** Opening INFORMATION SUPPLIED block **
//! Attendance record persistence
//!
//! Only the aggregator writes through [`upsert`]; the read helpers are shared
//! with the API.

use super::compute::DaySummary;
use crate::models::{AttendanceStatus, TrainerAttendance};
use crate::store::timestamp_column;
use crate::time::format_timestamp;
use chrono::{DateTime, NaiveDate, Utc};
use rusqlite::{params, Connection, OptionalExtension, Row};

const RECORD_COLUMNS: &str =
    "id, trainer_id, date, total_duration_ms, status, session_ids, created_at, updated_at";

/// Insert or replace the derived fields of the (trainer, date) record.
/// Id and created_at survive re-aggregation.
pub fn upsert(
    conn: &Connection,
    trainer_id: &str,
    date: NaiveDate,
    summary: &DaySummary,
    status: AttendanceStatus,
    now: DateTime<Utc>,
) -> rusqlite::Result<TrainerAttendance> {
    let session_ids = serde_json::to_string(&summary.session_ids)
        .map_err(|e| rusqlite::Error::ToSqlConversionFailure(Box::new(e)))?;
    let now = format_timestamp(now);

    conn.execute(
        "INSERT INTO trainer_attendance
            (id, trainer_id, date, total_duration_ms, status, session_ids, created_at, updated_at)
         VALUES (?1, ?2, ?3, ?4, ?5, ?6, ?7, ?7)
         ON CONFLICT(trainer_id, date) DO UPDATE SET
            total_duration_ms = excluded.total_duration_ms,
            status = excluded.status,
            session_ids = excluded.session_ids,
            updated_at = excluded.updated_at",
        params![
            uuid::Uuid::new_v4().to_string(),
            trainer_id,
            date.to_string(),
            summary.total_duration_ms,
            status.as_str(),
            session_ids,
            now,
        ],
    )?;

    get(conn, trainer_id, date)?.ok_or(rusqlite::Error::QueryReturnedNoRows)
}

pub fn get(
    conn: &Connection,
    trainer_id: &str,
    date: NaiveDate,
) -> rusqlite::Result<Option<TrainerAttendance>> {
    conn.query_row(
        &format!(
            "SELECT {} FROM trainer_attendance WHERE trainer_id = ?1 AND date = ?2",
            RECORD_COLUMNS
        ),
        params![trainer_id, date.to_string()],
        row_to_record,
    )
    .optional()
}

/// Records for `trainer_id` with `from <= date <= to`, oldest first
pub fn list(
    conn: &Connection,
    trainer_id: &str,
    from: NaiveDate,
    to: NaiveDate,
) -> rusqlite::Result<Vec<TrainerAttendance>> {
    let mut stmt = conn.prepare(&format!(
        "SELECT {} FROM trainer_attendance
         WHERE trainer_id = ?1 AND date >= ?2 AND date <= ?3
         ORDER BY date ASC",
        RECORD_COLUMNS
    ))?;
    let records: rusqlite::Result<Vec<TrainerAttendance>> = stmt
        .query_map(
            params![trainer_id, from.to_string(), to.to_string()],
            row_to_record,
        )?
        .collect();
    records
}

fn conversion_error(idx: usize, msg: String) -> rusqlite::Error {
    rusqlite::Error::FromSqlConversionFailure(idx, rusqlite::types::Type::Text, msg.into())
}

fn row_to_record(row: &Row<'_>) -> rusqlite::Result<TrainerAttendance> {
    let date_raw: String = row.get(2)?;
    let date = NaiveDate::parse_from_str(&date_raw, "%Y-%m-%d")
        .map_err(|_| conversion_error(2, format!("invalid date: {}", date_raw)))?;
    let status_raw: String = row.get(4)?;
    let status = AttendanceStatus::parse(&status_raw)
        .ok_or_else(|| conversion_error(4, format!("invalid status: {}", status_raw)))?;
    let ids_raw: String = row.get(5)?;
    let session_ids: Vec<String> = serde_json::from_str(&ids_raw)
        .map_err(|e| conversion_error(5, format!("invalid session_ids: {}", e)))?;

    Ok(TrainerAttendance {
        id: row.get(0)?,
        trainer_id: row.get(1)?,
        date,
        total_duration_ms: row.get(3)?,
        status,
        session_ids,
        created_at: timestamp_column(row, 6)?,
        updated_at: timestamp_column(row, 7)?,
    })
}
** Closing INFORMATION SUPPLIED block **
### WHAT THE TASK REQUIRES
The answer must be every line from the records above that contains the word "DateTime", copied in full.

### PROBLEM SOLUTION
use chrono::{DateTime, NaiveDate, Utc};
    now: DateTime<Utc>,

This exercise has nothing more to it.